• [What you need to do] Search the listing below for "StageError". Copy each matching line.

• [Source data]
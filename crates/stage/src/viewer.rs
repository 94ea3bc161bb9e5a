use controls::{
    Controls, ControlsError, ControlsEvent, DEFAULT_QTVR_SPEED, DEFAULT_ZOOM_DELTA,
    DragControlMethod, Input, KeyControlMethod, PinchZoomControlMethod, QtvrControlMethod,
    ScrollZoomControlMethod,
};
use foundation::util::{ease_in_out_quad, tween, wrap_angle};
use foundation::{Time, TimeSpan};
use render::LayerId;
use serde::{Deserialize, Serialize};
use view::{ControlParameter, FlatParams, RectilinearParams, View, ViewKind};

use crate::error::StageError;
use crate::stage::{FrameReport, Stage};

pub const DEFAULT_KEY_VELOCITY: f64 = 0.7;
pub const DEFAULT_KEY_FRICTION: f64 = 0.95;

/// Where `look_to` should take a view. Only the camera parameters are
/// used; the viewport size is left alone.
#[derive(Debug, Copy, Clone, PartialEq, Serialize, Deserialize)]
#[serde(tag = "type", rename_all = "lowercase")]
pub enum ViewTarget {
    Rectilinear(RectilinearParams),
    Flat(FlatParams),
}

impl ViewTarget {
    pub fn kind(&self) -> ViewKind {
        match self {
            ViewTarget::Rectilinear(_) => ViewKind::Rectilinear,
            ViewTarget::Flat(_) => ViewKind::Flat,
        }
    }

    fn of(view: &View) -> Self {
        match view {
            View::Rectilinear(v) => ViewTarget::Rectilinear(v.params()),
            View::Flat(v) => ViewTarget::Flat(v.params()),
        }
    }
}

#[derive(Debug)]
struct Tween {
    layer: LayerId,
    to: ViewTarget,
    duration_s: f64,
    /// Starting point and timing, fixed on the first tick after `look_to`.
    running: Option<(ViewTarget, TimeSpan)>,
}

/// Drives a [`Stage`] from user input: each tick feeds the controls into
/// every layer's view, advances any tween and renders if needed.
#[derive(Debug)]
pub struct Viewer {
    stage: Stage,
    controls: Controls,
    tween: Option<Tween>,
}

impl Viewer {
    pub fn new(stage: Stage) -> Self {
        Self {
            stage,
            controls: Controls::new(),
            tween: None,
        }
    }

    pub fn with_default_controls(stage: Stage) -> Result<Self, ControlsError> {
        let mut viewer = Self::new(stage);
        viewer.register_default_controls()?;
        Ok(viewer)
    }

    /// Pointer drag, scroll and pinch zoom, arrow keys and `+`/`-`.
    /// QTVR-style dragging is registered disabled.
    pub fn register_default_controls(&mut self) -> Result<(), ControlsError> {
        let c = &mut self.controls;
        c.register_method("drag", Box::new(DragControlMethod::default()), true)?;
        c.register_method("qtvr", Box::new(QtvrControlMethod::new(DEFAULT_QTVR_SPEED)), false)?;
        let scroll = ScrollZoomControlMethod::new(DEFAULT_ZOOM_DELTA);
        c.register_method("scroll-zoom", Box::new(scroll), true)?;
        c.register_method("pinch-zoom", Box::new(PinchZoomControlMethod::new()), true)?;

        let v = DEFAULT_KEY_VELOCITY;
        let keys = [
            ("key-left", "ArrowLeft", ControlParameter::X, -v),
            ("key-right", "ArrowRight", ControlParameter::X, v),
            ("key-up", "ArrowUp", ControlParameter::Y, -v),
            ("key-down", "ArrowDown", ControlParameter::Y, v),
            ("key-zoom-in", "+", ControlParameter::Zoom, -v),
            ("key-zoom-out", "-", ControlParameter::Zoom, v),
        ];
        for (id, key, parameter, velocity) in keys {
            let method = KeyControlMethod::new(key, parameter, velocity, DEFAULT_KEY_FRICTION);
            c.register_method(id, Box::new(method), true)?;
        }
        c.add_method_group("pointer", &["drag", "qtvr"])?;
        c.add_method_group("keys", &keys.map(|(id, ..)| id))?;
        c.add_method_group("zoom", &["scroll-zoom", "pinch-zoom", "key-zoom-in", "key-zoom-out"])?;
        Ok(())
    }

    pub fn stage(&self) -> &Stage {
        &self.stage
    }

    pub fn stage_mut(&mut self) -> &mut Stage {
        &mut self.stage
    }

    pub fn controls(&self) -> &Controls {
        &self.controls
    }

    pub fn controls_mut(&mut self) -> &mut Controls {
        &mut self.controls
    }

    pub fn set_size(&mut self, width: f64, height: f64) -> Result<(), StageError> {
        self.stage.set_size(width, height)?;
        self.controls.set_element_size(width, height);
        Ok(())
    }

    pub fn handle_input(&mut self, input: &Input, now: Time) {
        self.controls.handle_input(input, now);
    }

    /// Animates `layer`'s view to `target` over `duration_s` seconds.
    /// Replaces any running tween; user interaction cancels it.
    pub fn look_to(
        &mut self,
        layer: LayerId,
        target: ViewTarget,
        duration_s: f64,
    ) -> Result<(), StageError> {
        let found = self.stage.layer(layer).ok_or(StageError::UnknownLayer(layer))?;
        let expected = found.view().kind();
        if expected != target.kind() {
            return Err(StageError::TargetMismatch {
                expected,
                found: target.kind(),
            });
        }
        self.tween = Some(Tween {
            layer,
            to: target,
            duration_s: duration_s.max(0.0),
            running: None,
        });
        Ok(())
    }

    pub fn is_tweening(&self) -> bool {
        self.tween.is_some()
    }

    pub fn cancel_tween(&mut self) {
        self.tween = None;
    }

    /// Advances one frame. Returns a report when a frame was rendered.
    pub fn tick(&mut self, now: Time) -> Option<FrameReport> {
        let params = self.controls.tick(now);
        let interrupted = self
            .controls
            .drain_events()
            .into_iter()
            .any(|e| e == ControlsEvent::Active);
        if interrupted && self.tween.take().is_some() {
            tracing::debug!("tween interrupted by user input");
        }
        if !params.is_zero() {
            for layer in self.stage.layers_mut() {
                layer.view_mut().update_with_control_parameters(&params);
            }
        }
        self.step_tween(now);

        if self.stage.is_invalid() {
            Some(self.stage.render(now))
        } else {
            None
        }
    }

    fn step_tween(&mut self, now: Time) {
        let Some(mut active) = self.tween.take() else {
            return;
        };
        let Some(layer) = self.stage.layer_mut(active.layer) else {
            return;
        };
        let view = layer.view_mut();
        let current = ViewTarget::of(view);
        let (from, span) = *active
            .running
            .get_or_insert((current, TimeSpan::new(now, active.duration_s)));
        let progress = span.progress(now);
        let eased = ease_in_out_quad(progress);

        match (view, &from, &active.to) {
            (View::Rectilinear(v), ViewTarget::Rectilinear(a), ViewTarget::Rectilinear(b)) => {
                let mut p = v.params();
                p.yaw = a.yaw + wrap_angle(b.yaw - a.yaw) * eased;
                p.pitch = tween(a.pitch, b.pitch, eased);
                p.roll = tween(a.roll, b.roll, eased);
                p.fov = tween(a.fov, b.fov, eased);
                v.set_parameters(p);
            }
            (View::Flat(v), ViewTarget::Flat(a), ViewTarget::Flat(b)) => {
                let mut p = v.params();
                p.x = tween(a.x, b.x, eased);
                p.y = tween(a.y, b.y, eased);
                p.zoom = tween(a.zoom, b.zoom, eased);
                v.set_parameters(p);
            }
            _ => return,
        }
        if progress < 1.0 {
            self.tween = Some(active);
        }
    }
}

• [Expected answer]
use crate::error::StageError;
    pub fn set_size(&mut self, width: f64, height: f64) -> Result<(), StageError> {
    ) -> Result<(), StageError> {
        let found = self.stage.layer(layer).ok_or(StageError::UnknownLayer(layer))?;
            return Err(StageError::TargetMismatch {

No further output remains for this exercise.